Task:
The line containing "assert_eq!(builder.final_states().len(), 1);" marks the start; please restate exactly that line and only the lines following it through the end of the material below.
+-------+
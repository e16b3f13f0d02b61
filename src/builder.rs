//! Incremental construction and structural validation of automata.
//!
//! Builders accept any state label and symbol, so that a loader can feed them
//! whatever it read. Nothing is repaired: [`NfaBuilder::verify`] and
//! [`DfaBuilder::verify`] report the first reference to an unknown state or
//! symbol, and only a builder that verifies can be turned into an [`Nfa`] or a
//! [`Dfa`].

use rustc_hash::{FxHashMap as HashMap, FxHashSet as HashSet};

use crate::alphabet::{Alphabet, Symbol};
use crate::dfa::Dfa;
use crate::nfa::Nfa;
use crate::state::StateId;
use crate::{Error, Result};

/// States, symbols, initial and final designations common to both builders.
#[derive(Debug, Clone, Default, PartialEq)]
struct Declarations {
    states: Vec<String>,
    state_ids: HashMap<String, StateId>,
    alphabet: Alphabet,
    initial_state: Option<String>,
    final_states: Vec<String>,
}

impl Declarations {
    fn insert_state(&mut self, label: &str) {
        if !self.state_ids.contains_key(label) {
            self.state_ids
                .insert(label.to_owned(), StateId::new(self.states.len()));
            self.states.push(label.to_owned());
        }
    }

    fn insert_final_state(&mut self, label: &str) {
        if !self.final_states.iter().any(|f| f == label) {
            self.final_states.push(label.to_owned());
        }
    }

    fn id(&self, label: &str) -> Option<StateId> {
        self.state_ids.get(label).copied()
    }

    /// Checks the initial state and then every final state.
    fn verify(&self) -> Result<StateId> {
        let initial = self
            .initial_state
            .as_deref()
            .ok_or(Error::MissingInitialState)?;
        let initial_id = self
            .id(initial)
            .ok_or_else(|| Error::UnknownInitialState(initial.to_owned()))?;
        for label in &self.final_states {
            if self.id(label).is_none() {
                return Err(Error::UnknownFinalState(label.clone()));
            }
        }
        Ok(initial_id)
    }

    fn verify_transition(&self, source: &str, symbol: Symbol, target: &str) -> Result<()> {
        if self.id(source).is_none() {
            return Err(Error::UnknownTransitionSource(source.to_owned()));
        }
        if !self.alphabet.contains(symbol) {
            return Err(Error::UnknownSymbol(source.to_owned(), symbol));
        }
        if self.id(target).is_none() {
            return Err(Error::UnknownTransitionTarget(
                source.to_owned(),
                symbol,
                target.to_owned(),
            ));
        }
        Ok(())
    }

    fn final_ids(&self) -> HashSet<StateId> {
        self.final_states
            .iter()
            .filter_map(|label| self.id(label))
            .collect()
    }
}

macro_rules! declaration_methods {
    () => {
        pub fn insert_state(&mut self, label: &str) -> &mut Self {
            self.decl.insert_state(label);
            self
        }

        pub fn insert_states<'a, I>(&mut self, labels: I) -> &mut Self
        where
            I: IntoIterator<Item = &'a str>,
        {
            for label in labels {
                self.decl.insert_state(label);
            }
            self
        }

        pub fn insert_symbol(&mut self, symbol: Symbol) -> &mut Self {
            self.decl.alphabet.insert(symbol);
            self
        }

        pub fn insert_symbols<I: IntoIterator<Item = Symbol>>(&mut self, symbols: I) -> &mut Self {
            self.decl.alphabet.extend(symbols);
            self
        }

        pub fn set_initial_state(&mut self, label: &str) -> &mut Self {
            self.decl.initial_state = Some(label.to_owned());
            self
        }

        pub fn insert_final_state(&mut self, label: &str) -> &mut Self {
            self.decl.insert_final_state(label);
            self
        }

        pub fn insert_final_states<'a, I>(&mut self, labels: I) -> &mut Self
        where
            I: IntoIterator<Item = &'a str>,
        {
            for label in labels {
                self.decl.insert_final_state(label);
            }
            self
        }

        pub fn states(&self) -> &[String] {
            &self.decl.states
        }

        pub fn alphabet(&self) -> &Alphabet {
            &self.decl.alphabet
        }

        pub fn initial_state(&self) -> Option<&str> {
            self.decl.initial_state.as_deref()
        }

        pub fn final_states(&self) -> &[String] {
            &self.decl.final_states
        }

        /// Whether every referenced state and symbol has been declared.
        pub fn validate(&self) -> bool {
            self.verify().is_ok()
        }
    };
}

/// Collects the pieces of an NFA.
#[derive(Debug, Clone, Default, PartialEq)]
pub struct NfaBuilder {
    decl: Declarations,
    transitions: Vec<(String, Symbol, String)>,
}

impl NfaBuilder {
    pub fn new() -> Self {
        Self::default()
    }

    declaration_methods!();

    /// Adds `target` to the successors of `source` on `symbol`.
    pub fn insert_transition(&mut self, source: &str, symbol: Symbol, target: &str) -> &mut Self {
        self.transitions
            .push((source.to_owned(), symbol, target.to_owned()));
        self
    }

    pub fn transitions(&self) -> &[(String, Symbol, String)] {
        &self.transitions
    }

    /// Reports the first structural problem, checking the initial state, the
    /// final states, and then each transition in insertion order.
    pub fn verify(&self) -> Result<()> {
        self.decl.verify()?;
        for (source, symbol, target) in &self.transitions {
            self.decl.verify_transition(source, *symbol, target)?;
        }
        Ok(())
    }

    pub fn build(&self) -> Result<Nfa> {
        self.verify()?;
        let initial_state = self.decl.verify()?;
        let mut transitions: HashMap<StateId, HashMap<Symbol, Vec<StateId>>> = HashMap::default();
        for (source, symbol, target) in &self.transitions {
            let (Some(source), Some(target)) = (self.decl.id(source), self.decl.id(target)) else {
                continue;
            };
            let targets = transitions
                .entry(source)
                .or_default()
                .entry(*symbol)
                .or_default();
            if !targets.contains(&target) {
                targets.push(target);
            }
        }
        Ok(Nfa::from_parts(
            self.decl.states.clone(),
            self.decl.alphabet.clone(),
            initial_state,
            self.decl.final_ids(),
            transitions,
        ))
    }
}

/// Collects the pieces of a DFA.
///
/// Only the first target inserted for a `(state, symbol)` pair is kept, later
/// ones are ignored; [`DfaBuilder::has_transition`] lets a loader detect this.
#[derive(Debug, Clone, Default, PartialEq)]
pub struct DfaBuilder {
    decl: Declarations,
    transitions: Vec<(String, Symbol, String)>,
    defined: HashSet<(String, Symbol)>,
}

impl DfaBuilder {
    pub fn new() -> Self {
        Self::default()
    }

    declaration_methods!();

    pub fn insert_transition(&mut self, source: &str, symbol: Symbol, target: &str) -> &mut Self {
        if self.defined.insert((source.to_owned(), symbol)) {
            self.transitions
                .push((source.to_owned(), symbol, target.to_owned()));
        }
        self
    }

    pub fn has_transition(&self, source: &str, symbol: Symbol) -> bool {
        self.defined.contains(&(source.to_owned(), symbol))
    }

    pub fn transitions(&self) -> &[(String, Symbol, String)] {
        &self.transitions
    }

    /// Reports the first structural problem, checking the initial state, the
    /// final states, and then each transition in insertion order.
    pub fn verify(&self) -> Result<()> {
        self.decl.verify()?;
        for (source, symbol, target) in &self.transitions {
            self.decl.verify_transition(source, *symbol, target)?;
        }
        Ok(())
    }

    pub fn build(&self) -> Result<Dfa> {
        self.verify()?;
        let initial_state = self.decl.verify()?;
        let mut transitions: HashMap<StateId, HashMap<Symbol, StateId>> = HashMap::default();
        for (source, symbol, target) in &self.transitions {
            if let (Some(source), Some(target)) = (self.decl.id(source), self.decl.id(target)) {
                transitions.entry(source).or_default().insert(*symbol, target);
            }
        }
        Ok(Dfa::from_parts(
            self.decl.states.clone(),
            self.decl.alphabet.clone(),
            initial_state,
            self.decl.final_ids(),
            transitions,
        ))
    }
}

#[cfg(test)]
mod tests {
    use super::*;

    fn valid_dfa() -> DfaBuilder {
        let mut builder = DfaBuilder::new();
        builder
            .insert_states(["q0", "q1"])
            .insert_symbols(['a', 'b'])
            .insert_transition("q0", 'a', "q1")
            .insert_transition("q1", 'b', "q0")
            .set_initial_state("q0")
            .insert_final_state("q1");
        builder
    }

    #[test]
    fn accepts_consistent_automata() {
        let builder = valid_dfa();
        assert!(builder.validate());
        let dfa = builder.build().unwrap();
        assert_eq!(dfa.num_states(), 2);
        assert_eq!(dfa.transition_count(), 2);
    }

    #[test]
    fn missing_initial_state_is_invalid() {
        let mut builder = NfaBuilder::new();
        builder.insert_state("q0").insert_symbol('a');
        assert!(!builder.validate());
        assert!(matches!(builder.verify(), Err(Error::MissingInitialState)));
    }

    #[test]
    fn unknown_initial_state_is_reported_first() {
        let mut builder = valid_dfa();
        builder
            .set_initial_state("q9")
            .insert_final_state("q8")
            .insert_transition("q7", 'a', "q0");
        match builder.verify() {
            Err(Error::UnknownInitialState(label)) => assert_eq!(label, "q9"),
            other => panic!("unexpected result {:?}", other),
        }
    }

    #[test]
    fn unknown_final_state_is_reported_before_transitions() {
        let mut builder = valid_dfa();
        builder
            .insert_final_state("q8")
            .insert_transition("q7", 'a', "q0");
        assert!(matches!(builder.verify(), Err(Error::UnknownFinalState(l)) if l == "q8"));
    }

    #[test]
    fn transition_checks_source_then_symbol_then_target() {
        let mut builder = valid_dfa();
        builder.insert_transition("q7", 'z', "q9");
        assert!(matches!(builder.verify(), Err(Error::UnknownTransitionSource(l)) if l == "q7"));

        let mut builder = valid_dfa();
        builder.insert_transition("q0", 'z', "q9");
        assert!(matches!(builder.verify(), Err(Error::UnknownSymbol(l, 'z')) if l == "q0"));

        let mut builder = NfaBuilder::new();
        builder
            .insert_states(["q0", "q1"])
            .insert_symbol('a')
            .insert_transition("q0", 'a', "q1")
            .insert_transition("q0", 'a', "q5")
            .set_initial_state("q0");
        let err = builder.verify().unwrap_err();
        assert!(err.is_structural());
        assert!(matches!(err, Error::UnknownTransitionTarget(s, 'a', t) if s == "q0" && t == "q5"));
    }

    #[test]
    fn invalid_builders_do_not_build() {
        let mut builder = valid_dfa();
        builder.insert_transition("q0", 'b', "nowhere");
        assert!(!builder.validate());
        assert!(builder.build().is_err());
    }

    #[test]
    fn first_dfa_transition_wins() {
        let mut builder = valid_dfa();
        assert!(builder.has_transition("q0", 'a'));
        assert!(!builder.has_transition("q0", 'b'));
        builder.insert_transition("q0", 'a', "q0");
        let dfa = builder.build().unwrap();
        let q0 = dfa.state_id("q0").unwrap();
        let q1 = dfa.state_id("q1").unwrap();
        assert_eq!(dfa.next_state(q0, 'a'), Some(q1));
    }

    #[test]
    fn repeated_declarations_are_merged() {
        let mut builder = NfaBuilder::new();
        builder
            .insert_states(["q0", "q1", "q0"])
            .insert_symbols(['a', 'a'])
            .insert_transition("q0", 'a', "q1")
            .insert_transition("q0", 'a', "q1")
            .set_initial_state("q0")
            .insert_final_states(["q1", "q1"]);
        assert_eq!(builder.states().len(), 2);
        assert_eq!(builder.final_states().len(), 1);
        let nfa = builder.build().unwrap();
        assert_eq!(nfa.transition_count(), 1);
        assert_eq!(nfa.alphabet().len(), 1);
    }
}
+-------+
Answer:
        assert_eq!(builder.final_states().len(), 1);
        let nfa = builder.build().unwrap();
        assert_eq!(nfa.transition_count(), 1);
        assert_eq!(nfa.alphabet().len(), 1);
    }
}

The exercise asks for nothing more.